Where the string "body" occurs in a line of the data below, that line should be copied.

*** Opening of SOURCE DATA ***

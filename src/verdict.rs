use crate::SentimentError;
use crate::payload::{self, AnalyzeReply};

/// The only label that gets the highlighted treatment.
pub const POSITIVE: &str = "Positive";

/// Styling applied to the sentiment label.
#[derive(Debug, Clone, Copy, PartialEq, Eq)]
pub struct Tone {
    pub color: &'static str,
    pub font_size: &'static str,
}

impl Tone {
    pub const POSITIVE: Tone = Tone { color: "green", font_size: "24px" };
    pub const OTHER: Tone = Tone { color: "red", font_size: "20px" };

    /// Binary mapping: Positive versus everything else, Neutral included.
    pub fn for_sentiment(sentiment: Option<&serde_json::Value>) -> Tone {
        if payload::loosely_equals(sentiment, POSITIVE) {
            Tone::POSITIVE
        } else {
            Tone::OTHER
        }
    }
}

/// What to paint into the result container.
#[derive(Debug, Clone, PartialEq, Eq)]
pub struct Rendition {
    pub text: String,
    pub sentiment: String,
    pub tone: Tone,
}

impl Rendition {
    pub fn markup(&self) -> String {
        fragment(&self.text, &self.sentiment, self.tone.color, self.tone.font_size)
    }
}

#[derive(Debug, Clone, Copy, PartialEq, Eq)]
pub enum IgnoreReason {
    /// The exchange never produced a response.
    NoResponse,
    /// Anything other than 200.
    Status(u16),
    /// 200 with a well-formed body whose `sentiment` is absent or falsy.
    NoSentiment,
}

#[derive(Debug, Clone, PartialEq, Eq)]
pub enum Decision {
    Render(Rendition),
    Ignore(IgnoreReason),
}

/// Decides what one completed exchange does to the page.
///
/// Only a 200 body is ever parsed; a malformed one is returned as an error
/// rather than swallowed.
pub fn decide(status: u16, body: &[u8]) -> Result<Decision, SentimentError> {
    if status != 200 {
        return Ok(Decision::Ignore(IgnoreReason::Status(status)));
    }

    let reply = AnalyzeReply::parse(body)?;
    let sentiment = reply.sentiment();
    if !payload::is_truthy(sentiment) {
        return Ok(Decision::Ignore(IgnoreReason::NoSentiment));
    }

    Ok(Decision::Render(Rendition {
        text: payload::display(reply.text()),
        sentiment: payload::display(sentiment),
        tone: Tone::for_sentiment(sentiment),
    }))
}

/// The fixed result template. Values are interpolated without escaping.
pub fn fragment(text: &str, sentiment: &str, color: &str, size: &str) -> String {
    format!(
        "<h2>Sentiment Result</h2>\
         <p><strong>Text:</strong> {text}</p>\
         <p><strong>Sentiment:</strong> \
         <span style=\"color:{color};font-size:{size};\">{sentiment}</span></p>"
    )
}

*** Close of SOURCE DATA ***

RESULT OF THE EXERCISE:
    /// 200 with a well-formed body whose `sentiment` is absent or falsy.
/// Only a 200 body is ever parsed; a malformed one is returned as an error
pub fn decide(status: u16, body: &[u8]) -> Result<Decision, SentimentError> {
    let reply = AnalyzeReply::parse(body)?;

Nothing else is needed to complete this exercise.